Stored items
——

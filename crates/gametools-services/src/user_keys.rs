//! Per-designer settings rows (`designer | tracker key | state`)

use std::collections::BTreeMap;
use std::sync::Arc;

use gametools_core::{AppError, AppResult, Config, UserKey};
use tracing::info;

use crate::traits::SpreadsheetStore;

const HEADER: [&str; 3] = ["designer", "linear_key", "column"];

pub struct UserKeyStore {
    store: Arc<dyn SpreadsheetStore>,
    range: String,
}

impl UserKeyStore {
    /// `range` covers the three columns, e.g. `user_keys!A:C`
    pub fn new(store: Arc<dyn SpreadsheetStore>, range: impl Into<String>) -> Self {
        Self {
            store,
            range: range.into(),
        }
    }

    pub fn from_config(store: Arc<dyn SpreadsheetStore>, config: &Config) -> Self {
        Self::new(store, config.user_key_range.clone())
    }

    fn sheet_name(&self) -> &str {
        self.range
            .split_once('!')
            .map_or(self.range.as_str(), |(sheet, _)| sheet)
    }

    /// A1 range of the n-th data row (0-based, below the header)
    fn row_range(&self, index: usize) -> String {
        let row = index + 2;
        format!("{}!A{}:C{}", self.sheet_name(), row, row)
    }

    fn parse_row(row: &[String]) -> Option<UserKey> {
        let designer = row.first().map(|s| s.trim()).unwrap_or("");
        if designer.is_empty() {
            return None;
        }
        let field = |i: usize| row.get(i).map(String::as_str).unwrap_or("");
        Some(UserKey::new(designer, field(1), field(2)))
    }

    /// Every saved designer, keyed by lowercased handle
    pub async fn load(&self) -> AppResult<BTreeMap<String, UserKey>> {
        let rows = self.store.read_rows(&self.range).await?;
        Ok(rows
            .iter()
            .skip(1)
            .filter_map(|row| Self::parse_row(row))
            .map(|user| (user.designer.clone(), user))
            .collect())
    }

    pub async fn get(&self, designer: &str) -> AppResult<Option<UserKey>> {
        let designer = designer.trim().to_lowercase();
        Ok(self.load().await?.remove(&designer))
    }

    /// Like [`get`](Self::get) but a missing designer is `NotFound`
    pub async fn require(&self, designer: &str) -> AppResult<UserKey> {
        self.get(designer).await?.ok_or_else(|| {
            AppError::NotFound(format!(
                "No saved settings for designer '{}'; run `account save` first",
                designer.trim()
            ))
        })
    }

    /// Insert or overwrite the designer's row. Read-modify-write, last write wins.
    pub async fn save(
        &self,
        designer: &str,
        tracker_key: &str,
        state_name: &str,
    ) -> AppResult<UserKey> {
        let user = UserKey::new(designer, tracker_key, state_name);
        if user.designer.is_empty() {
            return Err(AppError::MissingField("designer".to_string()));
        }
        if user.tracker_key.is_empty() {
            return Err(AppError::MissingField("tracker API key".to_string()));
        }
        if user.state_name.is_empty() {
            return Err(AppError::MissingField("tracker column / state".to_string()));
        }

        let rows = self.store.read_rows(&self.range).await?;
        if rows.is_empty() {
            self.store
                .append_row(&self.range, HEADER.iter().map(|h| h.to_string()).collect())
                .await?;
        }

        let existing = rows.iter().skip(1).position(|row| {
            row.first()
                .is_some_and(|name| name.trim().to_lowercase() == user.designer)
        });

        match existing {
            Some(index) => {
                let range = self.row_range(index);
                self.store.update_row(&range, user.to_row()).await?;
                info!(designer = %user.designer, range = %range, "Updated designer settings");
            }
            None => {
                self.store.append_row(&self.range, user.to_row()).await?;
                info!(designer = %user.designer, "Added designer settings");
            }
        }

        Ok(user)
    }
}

——

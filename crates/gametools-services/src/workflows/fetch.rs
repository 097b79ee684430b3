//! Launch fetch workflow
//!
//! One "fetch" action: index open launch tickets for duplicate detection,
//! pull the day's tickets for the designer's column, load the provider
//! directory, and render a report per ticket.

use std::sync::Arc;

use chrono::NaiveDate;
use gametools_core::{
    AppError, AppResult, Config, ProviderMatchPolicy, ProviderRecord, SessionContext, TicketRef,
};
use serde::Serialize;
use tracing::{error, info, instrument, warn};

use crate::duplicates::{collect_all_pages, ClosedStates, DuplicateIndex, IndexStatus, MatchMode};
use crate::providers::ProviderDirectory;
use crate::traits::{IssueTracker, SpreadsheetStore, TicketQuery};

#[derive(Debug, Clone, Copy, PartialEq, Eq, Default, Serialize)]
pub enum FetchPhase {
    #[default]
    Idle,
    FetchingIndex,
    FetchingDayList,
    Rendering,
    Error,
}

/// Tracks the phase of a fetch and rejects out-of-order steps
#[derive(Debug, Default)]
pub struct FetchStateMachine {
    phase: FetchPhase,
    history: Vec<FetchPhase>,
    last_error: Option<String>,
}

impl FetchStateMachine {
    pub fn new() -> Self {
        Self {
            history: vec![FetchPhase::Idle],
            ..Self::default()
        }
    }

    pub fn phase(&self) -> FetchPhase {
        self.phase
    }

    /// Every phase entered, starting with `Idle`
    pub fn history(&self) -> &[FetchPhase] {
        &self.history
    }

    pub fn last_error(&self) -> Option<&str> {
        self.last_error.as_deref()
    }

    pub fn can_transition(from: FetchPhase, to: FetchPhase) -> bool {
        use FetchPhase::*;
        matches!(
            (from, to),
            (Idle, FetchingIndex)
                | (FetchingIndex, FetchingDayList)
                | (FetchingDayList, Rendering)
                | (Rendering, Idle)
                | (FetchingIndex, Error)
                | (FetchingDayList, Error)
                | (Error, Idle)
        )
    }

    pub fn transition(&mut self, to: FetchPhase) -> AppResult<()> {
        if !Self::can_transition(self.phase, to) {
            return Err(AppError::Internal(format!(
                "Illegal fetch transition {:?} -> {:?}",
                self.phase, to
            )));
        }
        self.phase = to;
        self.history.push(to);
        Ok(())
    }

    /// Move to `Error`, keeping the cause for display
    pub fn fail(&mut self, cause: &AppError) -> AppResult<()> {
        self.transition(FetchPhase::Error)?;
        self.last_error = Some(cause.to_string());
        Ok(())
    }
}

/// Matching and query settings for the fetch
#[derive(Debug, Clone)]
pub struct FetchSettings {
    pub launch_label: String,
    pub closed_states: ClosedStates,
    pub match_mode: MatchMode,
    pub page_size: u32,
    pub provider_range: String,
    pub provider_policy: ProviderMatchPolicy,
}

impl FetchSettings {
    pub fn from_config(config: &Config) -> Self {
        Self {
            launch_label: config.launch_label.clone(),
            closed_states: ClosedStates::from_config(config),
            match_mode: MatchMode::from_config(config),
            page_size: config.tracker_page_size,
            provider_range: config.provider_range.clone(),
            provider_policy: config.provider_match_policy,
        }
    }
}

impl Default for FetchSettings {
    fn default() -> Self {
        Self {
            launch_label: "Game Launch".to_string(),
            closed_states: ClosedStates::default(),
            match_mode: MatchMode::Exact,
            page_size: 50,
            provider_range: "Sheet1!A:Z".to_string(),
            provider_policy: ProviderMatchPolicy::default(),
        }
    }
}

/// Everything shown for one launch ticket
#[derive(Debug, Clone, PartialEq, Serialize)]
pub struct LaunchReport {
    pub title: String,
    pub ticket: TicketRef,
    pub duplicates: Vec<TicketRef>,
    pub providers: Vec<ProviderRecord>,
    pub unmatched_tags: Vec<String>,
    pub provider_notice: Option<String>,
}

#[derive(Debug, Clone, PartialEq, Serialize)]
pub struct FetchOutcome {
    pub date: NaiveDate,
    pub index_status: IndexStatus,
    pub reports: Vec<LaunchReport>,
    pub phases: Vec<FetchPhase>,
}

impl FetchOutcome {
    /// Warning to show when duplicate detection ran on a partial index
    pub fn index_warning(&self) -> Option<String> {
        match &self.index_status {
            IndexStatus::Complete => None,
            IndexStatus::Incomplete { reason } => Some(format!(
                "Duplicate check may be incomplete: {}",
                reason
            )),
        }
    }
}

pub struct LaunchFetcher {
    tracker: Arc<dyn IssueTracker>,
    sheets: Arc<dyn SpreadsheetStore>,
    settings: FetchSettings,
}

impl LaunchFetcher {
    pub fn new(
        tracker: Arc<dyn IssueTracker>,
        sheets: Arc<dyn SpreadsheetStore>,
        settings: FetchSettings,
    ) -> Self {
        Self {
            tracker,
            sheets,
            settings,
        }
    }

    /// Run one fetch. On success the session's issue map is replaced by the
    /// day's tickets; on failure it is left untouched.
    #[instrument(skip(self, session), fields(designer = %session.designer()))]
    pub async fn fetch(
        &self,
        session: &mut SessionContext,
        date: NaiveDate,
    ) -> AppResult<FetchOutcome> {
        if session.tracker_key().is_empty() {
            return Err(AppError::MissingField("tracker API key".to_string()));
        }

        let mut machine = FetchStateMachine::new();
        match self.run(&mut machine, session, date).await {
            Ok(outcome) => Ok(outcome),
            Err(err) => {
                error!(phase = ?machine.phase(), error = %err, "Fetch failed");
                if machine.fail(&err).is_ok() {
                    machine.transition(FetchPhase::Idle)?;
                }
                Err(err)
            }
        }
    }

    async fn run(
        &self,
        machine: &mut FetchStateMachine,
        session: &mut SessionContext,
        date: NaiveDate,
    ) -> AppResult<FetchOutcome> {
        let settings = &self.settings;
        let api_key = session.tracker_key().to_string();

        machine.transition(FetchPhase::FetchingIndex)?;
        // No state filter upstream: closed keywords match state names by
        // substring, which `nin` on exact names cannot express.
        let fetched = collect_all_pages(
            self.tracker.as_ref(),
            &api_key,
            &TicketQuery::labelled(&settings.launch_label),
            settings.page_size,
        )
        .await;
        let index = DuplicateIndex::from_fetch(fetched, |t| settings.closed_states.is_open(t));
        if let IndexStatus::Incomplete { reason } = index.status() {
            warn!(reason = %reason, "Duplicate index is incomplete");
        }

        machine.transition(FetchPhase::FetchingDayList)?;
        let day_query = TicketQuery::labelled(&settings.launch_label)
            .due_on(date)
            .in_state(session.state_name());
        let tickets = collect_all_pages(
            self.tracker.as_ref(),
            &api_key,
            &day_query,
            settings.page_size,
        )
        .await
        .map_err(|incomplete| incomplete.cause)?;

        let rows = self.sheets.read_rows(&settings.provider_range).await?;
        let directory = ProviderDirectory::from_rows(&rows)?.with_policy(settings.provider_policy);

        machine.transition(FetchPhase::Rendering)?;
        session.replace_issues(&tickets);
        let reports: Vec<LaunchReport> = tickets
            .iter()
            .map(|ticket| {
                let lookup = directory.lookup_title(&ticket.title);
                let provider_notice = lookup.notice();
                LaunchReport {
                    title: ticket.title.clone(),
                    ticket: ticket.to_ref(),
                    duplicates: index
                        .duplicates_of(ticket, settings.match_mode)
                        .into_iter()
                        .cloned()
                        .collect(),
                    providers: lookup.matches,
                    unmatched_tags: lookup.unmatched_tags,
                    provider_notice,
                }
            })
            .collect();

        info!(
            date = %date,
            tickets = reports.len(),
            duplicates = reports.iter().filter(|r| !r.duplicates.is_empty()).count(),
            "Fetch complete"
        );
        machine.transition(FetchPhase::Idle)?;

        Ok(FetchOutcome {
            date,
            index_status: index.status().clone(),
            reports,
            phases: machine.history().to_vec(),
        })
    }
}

——

Exercise aim. Among the records above, extract exactly the lines from the line with "filename crates/gametools-services/src/user_keys.rs" to the line with "pub struct UserKeyStore", both lines included, and leave out the rest.

Your response.
filename crates/gametools-services/src/user_keys.rs
//! Per-designer settings rows (`designer | tracker key | state`)

use std::collections::BTreeMap;
use std::sync::Arc;

use gametools_core::{AppError, AppResult, Config, UserKey};
use tracing::info;

use crate::traits::SpreadsheetStore;

const HEADER: [&str; 3] = ["designer", "linear_key", "column"];

pub struct UserKeyStore {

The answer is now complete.